In his post The Business Advantage of Rails, Giles Bowkett writes:

What makes programmers happy? Elegant systems which make them productive and take tiresome, tedious bullshit out of their daily lives.

People who get tiresome, tedious bullshit out of their way forever are great people to work with. Conversely, tolerating tiresome, tedious bullshit without ever fixing it is absolutely not a character trait you want your hiring process to be biased in favor of.

which sounds like a good idea, except that a lot of programming on a real application, no matter if you do it in Ruby, or Visual C, or COBOL, ends up being a lot of tiresome, tedious bullshit.

Which brings me to something that I've been thinking a lot about lately. At CDD we have a pretty complex Rails app, (as one of the consultants that we're working with said, "I've worked on a dozen Rails apps, and this is about 4 times bigger and more complex than any of them") and as our application gets bigger and bigger I'm starting to see more and more complexity and problems crop up. I feel like we're walking up the same old curve to all of the standard problems you run into when programming a webapp in any language (object model too big to be easily understood, code is getting less and less cohesive, etc). It may have taken a little longer to get there, but I'm pretty sure that we're going to end up in the same place.

Which leads me to another problem. The easiest solution to a lot of these problems, in my experience, has always been to refactor the code. That's what I always ended up doing with Java apps of this size back in the day. Unfortunantly, the state of Ruby refactoring tools, and I'm putting this as nicely as I possibly can, sucks. Even something as simple renaming a class tends to be far more painful than it needs to be.
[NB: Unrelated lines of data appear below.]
//! Board sync worker — forwards one submission into the destination board.
//!
//! One detached task per submission, never joined and never observed by the
//! HTTP caller: the success response has already gone out when the first
//! remote call is attempted. Each run reloads the configuration fresh and
//! owns its form snapshot, so concurrent runs share no mutable state.
//!
//! Best-effort throughout: no retry, no rollback, no timeout. A failed
//! column update is logged and counted; the rest of the batch still runs.

use std::collections::BTreeMap;
use std::sync::Arc;
use tracing::{error, info, warn};

use crate::forms::config::FormConfigStore;
use crate::forms::{
    is_sentinel_value, webhook_pulse_id, webhook_pulse_name, FormInstance, QuestionKind,
};
use crate::monday::BoardClient;

/// Fixed destination columns for the header fields.
const HEADER_COLUMNS: [(&str, &str); 3] = [
    ("Destino", "text_mkrb17ct"),
    ("Data", "text_mksq2j87"),
    ("Cliente", "text_mkrjdnry"),
];

/// Item name used when neither the header nor the webhook carries one.
pub const FALLBACK_ITEM_NAME: &str = "Resposta do Formulário";

/// One pending column update. Built in memory, issued sequentially, never
/// persisted.
#[derive(Debug, Clone, PartialEq, Eq)]
pub struct ColumnUpdate {
    pub column_id: String,
    pub value: String,
    /// Log-only context for the operator.
    pub description: String,
}

/// Submitted answers keyed by question id. Unknown ids are ignored.
pub type Answers = BTreeMap<String, String>;

/// Schedule a sync run for one submission. Fire-and-forget: scheduling
/// failures are indistinguishable from success for the caller.
pub fn spawn(
    config_store: Arc<FormConfigStore>,
    board: Arc<dyn BoardClient>,
    form: FormInstance,
    answers: Answers,
) {
    tokio::spawn(async move {
        run(&*config_store, &*board, &form, &answers).await;
    });
}

/// One full sync pass. Every early exit is terminal and logged; none of
/// them is an error for the submission that triggered the run.
pub async fn run(
    config_store: &FormConfigStore,
    board: &dyn BoardClient,
    form: &FormInstance,
    answers: &Answers,
) {
    // 1. Reload configuration fresh — never cached across submissions.
    let config = match config_store.load().await {
        Ok(c) => c,
        Err(e) => {
            error!(form_id = %form.id, err = %e, "sync aborted: failed to load configuration");
            return;
        }
    };
    let Some(type_config) = config.get(&form.form_type) else {
        warn!(form_id = %form.id, form_type = %form.form_type, "sync skipped: unknown form type");
        return;
    };
    let board_b = type_config.board_b.trim();
    if board_b.is_empty() {
        warn!(form_id = %form.id, form_type = %form.form_type, "sync skipped: no destination board configured");
        return;
    }

    // 2. The originating item id comes from the stored webhook payload.
    let Some(source_item) = webhook_pulse_id(&form.webhook_data) else {
        error!(form_id = %form.id, "sync aborted: webhook payload carries no item id");
        return;
    };

    // 3. Exactly one new item per submission.
    let item_name = resolve_item_name(form);
    let item_id = match board.create_item(board_b, &item_name).await {
        Ok(id) => id,
        Err(e) => {
            error!(form_id = %form.id, %board_b, err = %e, "sync aborted: failed to create destination item");
            return;
        }
    };
    info!(form_id = %form.id, %board_b, %item_id, %source_item, %item_name, "created destination item");

    // 4-5. Issue the batch sequentially; failures never abort the rest.
    let updates = build_updates(form, answers);
    let mut succeeded = 0usize;
    let mut failed = 0usize;
    for update in &updates {
        match board
            .update_item_column(board_b, &item_id, &update.column_id, &update.value)
            .await
        {
            Ok(()) => succeeded += 1,
            Err(e) => {
                failed += 1;
                error!(
                    form_id = %form.id,
                    column_id = %update.column_id,
                    context = %update.description,
                    err = %e,
                    "column update failed"
                );
            }
        }
    }

    info!(
        form_id = %form.id,
        %item_id,
        total = updates.len(),
        succeeded,
        failed,
        "sync completed"
    );
}

/// Destination item name: header trip field, else the webhook's item name,
/// else a fixed fallback.
pub fn resolve_item_name(form: &FormInstance) -> String {
    form.header_data
        .get(crate::forms::intake::HEADER_TRIP)
        .map(|v| v.trim())
        .filter(|v| !v.is_empty())
        .map(str::to_string)
        .or_else(|| webhook_pulse_name(&form.webhook_data))
        .unwrap_or_else(|| FALLBACK_ITEM_NAME.to_string())
}

/// Build the full update batch for one submission, in issue order:
/// header fields first, then one entry per answered, mapped question, then
/// the `monday_column` display-value pass-throughs.
pub fn build_updates(form: &FormInstance, answers: &Answers) -> Vec<ColumnUpdate> {
    let mut updates = Vec::new();

    for (field, column_id) in HEADER_COLUMNS {
        if let Some(value) = form.header_data.get(field).filter(|v| !v.trim().is_empty()) {
            updates.push(ColumnUpdate {
                column_id: column_id.to_string(),
                value: value.clone(),
                description: format!("header field {field}"),
            });
        }
    }

    for question in &form.questions {
        // Dividers carry no answerable id.
        if question.kind == QuestionKind::Divider {
            continue;
        }

        if let Some(raw) = answers.get(&question.id) {
            let trimmed = raw.trim();
            let destination = question
                .destination_column
                .as_deref()
                .map(str::trim)
                .filter(|c| !c.is_empty());
            if let (false, Some(column_id)) = (trimmed.is_empty(), destination) {
                // Canonical yes/no answers land in the board's display language.
                let value = match trimmed {
                    "yes" => "Sim".to_string(),
                    "no" => "Não".to_string(),
                    _ => raw.clone(),
                };
                updates.push(ColumnUpdate {
                    column_id: column_id.to_string(),
                    value,
                    description: format!("answer to question {}", question.id),
                });
            }
        }

        // A monday_column question also forwards its display value, answered
        // or not — as long as a usable value was baked in at intake.
        if question.kind == QuestionKind::MondayColumn {
            let secondary = question
                .question_destination_column
                .as_deref()
                .map(str::trim)
                .filter(|c| !c.is_empty());
            if let (Some(column_id), Some(value)) = (secondary, question.column_value.as_deref()) {
                if !is_sentinel_value(value) {
                    updates.push(ColumnUpdate {
                        column_id: column_id.to_string(),
                        value: value.to_string(),
                        description: format!("display value of question {}", question.id),
                    });
                }
            }
        }
    }

    updates
}
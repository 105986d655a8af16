// rest/mod.rs — public HTTP surface.
//
// Axum server bound to the configured address (default 127.0.0.1:5000).
//
// Endpoints:
//   GET    /                      navigation page
//   GET    /health                daemon health JSON
//   GET    /admin                 editable configuration page
//   GET    /api/config            configuration document (404 if absent)
//   POST   /api/config            wholesale configuration replace
//   GET    /api/forms             form summaries, newest first
//   DELETE /api/forms/{id}        remove one form
//   GET    /form/{id}             submission page
//   POST   /submit_form/{id}      form-encoded answers
//   POST   /webhook/{form_type}   board webhook intake

pub mod html;
pub mod routes;

use anyhow::Result;
use axum::{
    routing::{delete, get, post},
    Router,
};
use std::sync::Arc;
use tower_http::cors::CorsLayer;
use tracing::info;

use crate::AppContext;

pub async fn run(ctx: Arc<AppContext>) -> Result<()> {
    let bind = format!("{}:{}", ctx.config.bind_address, ctx.config.port);
    let router = build_router(ctx);

    info!("HTTP server listening on http://{}", bind);
    let listener = tokio::net::TcpListener::bind(&bind).await?;
    axum::serve(listener, router).await?;
    Ok(())
}

pub fn build_router(ctx: Arc<AppContext>) -> Router {
    Router::new()
        .route("/", get(routes::pages::index))
        .route("/health", get(routes::health::health))
        .route("/admin", get(routes::pages::admin))
        .route(
            "/api/config",
            get(routes::config::get_config).post(routes::config::save_config),
        )
        .route("/api/forms", get(routes::forms::list_forms))
        .route("/api/forms/{id}", delete(routes::forms::delete_form))
        .route("/form/{id}", get(routes::pages::show_form))
        .route("/submit_form/{id}", post(routes::submit::submit_form))
        .route("/webhook/{form_type}", post(routes::webhook::receive_webhook))
        .fallback(routes::pages::not_found)
        .layer(CorsLayer::permissive())
        .with_state(ctx)
}
use axum::{extract::State, Json};
use serde_json::{json, Value};
use std::sync::Arc;

use crate::AppContext;

pub async fn health(State(ctx): State<Arc<AppContext>>) -> Json<Value> {
    Json(json!({
        "status": "ok",
        "version": env!("CARGO_PKG_VERSION"),
        "uptime": ctx.started_at.elapsed().as_secs(),
        "port": ctx.config.port,
    }))
}
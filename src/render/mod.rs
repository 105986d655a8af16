//! Form renderer — turns a form instance's question snapshot into an ordered
//! sequence of typed widget descriptors. Pure data in, pure data out; the
//! HTML layer in `rest::pages` decides how each widget looks.

use crate::forms::{is_sentinel_value, FormInstance, QuestionKind};

/// Lowest and highest selectable rating values.
pub const RATING_MIN: u8 = 1;
pub const RATING_MAX: u8 = 10;

#[derive(Debug, Clone, PartialEq, Eq)]
pub enum Widget {
    /// Single-line free-text input.
    Text {
        id: String,
        label: String,
        placeholder: String,
        required: bool,
    },
    /// Multi-line free-text input.
    LongText {
        id: String,
        label: String,
        placeholder: String,
        required: bool,
    },
    /// Exclusive choice from a fixed option list.
    Dropdown {
        id: String,
        label: String,
        options: Vec<String>,
        required: bool,
    },
    /// Two exclusive choices with canonical values `yes` / `no`.
    YesNo {
        id: String,
        label: String,
        required: bool,
    },
    /// Ten exclusive choices 1..=10 feeding a single hidden scalar; the
    /// submitted value is one of "1".."10" or absent.
    Rating {
        id: String,
        label: String,
        required: bool,
    },
    /// Visual section break. Not answerable.
    Divider { label: Option<String> },
}

/// Render every question of a form, in order. Questions that must not be
/// shown (a `monday_column` without a usable display value) produce nothing.
pub fn render(form: &FormInstance) -> Vec<Widget> {
    form.questions.iter().filter_map(render_question).collect()
}

fn render_question(q: &crate::forms::QuestionSpec) -> Option<Widget> {
    let widget = match q.kind {
        QuestionKind::Text => Widget::Text {
            id: q.id.clone(),
            label: q.text.clone(),
            placeholder: q.placeholder.clone().unwrap_or_default(),
            required: q.required,
        },
        QuestionKind::LongText => Widget::LongText {
            id: q.id.clone(),
            label: q.text.clone(),
            placeholder: q.placeholder.clone().unwrap_or_default(),
            required: q.required,
        },
        QuestionKind::Dropdown => Widget::Dropdown {
            id: q.id.clone(),
            label: q.text.clone(),
            options: parse_dropdown_options(q.dropdown_options.as_deref().unwrap_or("")),
            required: q.required,
        },
        QuestionKind::YesNo => Widget::YesNo {
            id: q.id.clone(),
            label: q.text.clone(),
            required: q.required,
        },
        QuestionKind::Rating => Widget::Rating {
            id: q.id.clone(),
            label: q.text.clone(),
            required: q.required,
        },
        QuestionKind::MondayColumn => {
            let value = q.column_value.as_deref().unwrap_or("");
            if is_sentinel_value(value) {
                return None;
            }
            // The display value doubles as the question label.
            Widget::Rating {
                id: q.id.clone(),
                label: value.trim().to_string(),
                required: q.required,
            }
        }
        QuestionKind::Divider => Widget::Divider {
            label: Some(q.text.trim().to_string()).filter(|t| !t.is_empty()),
        },
    };
    Some(widget)
}

/// Split a ";"-separated option string into trimmed, non-empty options.
pub fn parse_dropdown_options(raw: &str) -> Vec<String> {
    raw.split(';')
        .map(str::trim)
        .filter(|o| !o.is_empty())
        .map(str::to_string)
        .collect()
}

#[cfg(test)]
mod tests {
    use super::*;
    use crate::forms::{QuestionSpec, VALUE_ERROR_LOADING, VALUE_NOT_FOUND};
    use chrono::Utc;
    use proptest::prelude::*;

    fn form_with(questions: Vec<QuestionSpec>) -> FormInstance {
        FormInstance {
            id: "f1".into(),
            form_type: "guias".into(),
            title: None,
            subtitle: None,
            created_at: Utc::now(),
            status: "active".into(),
            item_name: None,
            header_data: Default::default(),
            questions,
            webhook_data: serde_json::Value::Null,
        }
    }

    fn monday_question(value: Option<&str>) -> QuestionSpec {
        QuestionSpec {
            id: "m1".into(),
            kind: QuestionKind::MondayColumn,
            column_value: value.map(str::to_string),
            ..Default::default()
        }
    }

    #[test]
    fn sentinel_monday_column_yields_no_widget() {
        for value in [
            None,
            Some(""),
            Some("   "),
            Some(VALUE_NOT_FOUND),
            Some(VALUE_ERROR_LOADING),
            Some("Dados não disponíveis"),
            Some("Configuração incompleta"),
        ] {
            let form = form_with(vec![monday_question(value)]);
            assert!(render(&form).is_empty(), "value {value:?} must be hidden");
        }
    }

    #[test]
    fn monday_column_value_becomes_rating_label() {
        let form = form_with(vec![monday_question(Some("Hotel Atlântico"))]);
        assert_eq!(
            render(&form),
            vec![Widget::Rating {
                id: "m1".into(),
                label: "Hotel Atlântico".into(),
                required: false,
            }]
        );
    }

    #[test]
    fn dropdown_options_are_trimmed_and_filtered() {
        assert_eq!(
            parse_dropdown_options("Bom; Mau ; ;Razoável;"),
            vec!["Bom", "Mau", "Razoável"]
        );
        assert!(parse_dropdown_options("").is_empty());
        assert!(parse_dropdown_options(" ; ; ").is_empty());
    }

    #[test]
    fn divider_keeps_position_and_title() {
        let form = form_with(vec![
            QuestionSpec {
                id: "q1".into(),
                text: "Nome".into(),
                ..Default::default()
            },
            QuestionSpec {
                kind: QuestionKind::Divider,
                text: "Alojamento".into(),
                ..Default::default()
            },
            QuestionSpec {
                id: "q2".into(),
                kind: QuestionKind::Rating,
                text: "Avaliação geral".into(),
                ..Default::default()
            },
        ]);

        let widgets = render(&form);
        assert_eq!(widgets.len(), 3);
        assert_eq!(
            widgets[1],
            Widget::Divider {
                label: Some("Alojamento".into())
            }
        );
    }

    proptest! {
        #[test]
        fn parsed_options_are_never_empty_or_padded(raw in ".{0,64}") {
            for option in parse_dropdown_options(&raw) {
                prop_assert!(!option.is_empty());
                prop_assert_eq!(option.trim(), option.as_str());
            }
        }
    }
}
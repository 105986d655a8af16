//! Form-type configuration store — `{data_dir}/setup/config.json`.
//!
//! One `FormTypeConfig` per form type, keyed by type name. The document is
//! read fresh on every operation and overwritten wholesale on save; there is
//! no caching and no cross-process locking (last writer wins).

use serde::{Deserialize, Serialize};
use std::collections::BTreeMap;
use std::path::{Path, PathBuf};
use thiserror::Error;
use tracing::info;

use super::QuestionSpec;

/// Form types seeded into a fresh configuration document.
pub const DEFAULT_FORM_TYPES: [&str; 3] = ["guias", "clientes", "fornecedores"];

/// Board mapping and question set for one form type.
#[derive(Debug, Clone, Default, Serialize, Deserialize)]
pub struct FormTypeConfig {
    /// Source board — webhooks originate here.
    #[serde(default)]
    pub board_a: String,
    /// Destination board — submissions are forwarded here.
    #[serde(default)]
    pub board_b: String,
    /// Column on the source board that receives the generated form link.
    #[serde(default)]
    pub link_column: String,
    /// Header field name → source board column id, resolved at intake time.
    #[serde(default, skip_serializing_if = "BTreeMap::is_empty")]
    pub header_columns: BTreeMap<String, String>,
    #[serde(default)]
    pub questions: Vec<QuestionSpec>,
}

/// The whole configuration document: form type name → config.
pub type FormConfig = BTreeMap<String, FormTypeConfig>;

#[derive(Debug, Error)]
pub enum ConfigStoreError {
    #[error("failed to read {path}: {source}")]
    Read {
        path: PathBuf,
        #[source]
        source: std::io::Error,
    },
    #[error("{path} is not valid JSON: {source}")]
    Parse {
        path: PathBuf,
        #[source]
        source: serde_json::Error,
    },
    #[error("failed to write {path}: {source}")]
    Write {
        path: PathBuf,
        #[source]
        source: std::io::Error,
    },
}

/// A configuration document with the default form types, all empty.
pub fn default_config() -> FormConfig {
    DEFAULT_FORM_TYPES
        .iter()
        .map(|name| (name.to_string(), FormTypeConfig::default()))
        .collect()
}

pub struct FormConfigStore {
    path: PathBuf,
}

impl FormConfigStore {
    pub fn new(path: impl Into<PathBuf>) -> Self {
        Self { path: path.into() }
    }

    pub fn path(&self) -> &Path {
        &self.path
    }

    /// Read the document without synthesizing a default.
    ///
    /// `Ok(None)` when the file does not exist; a file that exists but is
    /// not valid JSON surfaces as `Parse` (never retried).
    pub async fn read(&self) -> Result<Option<FormConfig>, ConfigStoreError> {
        let contents = match tokio::fs::read_to_string(&self.path).await {
            Ok(c) => c,
            Err(e) if e.kind() == std::io::ErrorKind::NotFound => return Ok(None),
            Err(e) => {
                return Err(ConfigStoreError::Read {
                    path: self.path.clone(),
                    source: e,
                })
            }
        };
        let config = serde_json::from_str(&contents).map_err(|e| ConfigStoreError::Parse {
            path: self.path.clone(),
            source: e,
        })?;
        Ok(Some(config))
    }

    /// Read the document, synthesizing and persisting the default when absent.
    pub async fn load(&self) -> Result<FormConfig, ConfigStoreError> {
        if let Some(config) = self.read().await? {
            return Ok(config);
        }
        let config = default_config();
        self.save(&config).await?;
        info!(path = %self.path.display(), "created default form configuration");
        Ok(config)
    }

    /// Whole-document overwrite. Not atomic — a crash mid-write can leave a
    /// truncated file (known open risk).
    pub async fn save(&self, config: &FormConfig) -> Result<(), ConfigStoreError> {
        let write_err = |source| ConfigStoreError::Write {
            path: self.path.clone(),
            source,
        };
        if let Some(parent) = self.path.parent() {
            tokio::fs::create_dir_all(parent).await.map_err(write_err)?;
        }
        let contents = serde_json::to_string_pretty(config).expect("config serializes");
        tokio::fs::write(&self.path, contents)
            .await
            .map_err(write_err)
    }
}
So the big question now is, have we (and perhaps we're the first team to do this, as I haven't heard much about it from others) finally hit the point where the cost of maintaining our code in Ruby is higher than the savings by writing it in Ruby in the first place? I'm not willing to answer yes to that question yet, but I am starting to see more and more places that have me pining for for the good old days of IntelliJ, with all of the great things it does to make your life easier. It's easy to forget about the amount of tiresome, tedious bullshit that great tools can help us avoid, at least until you start running into that same old bullshit.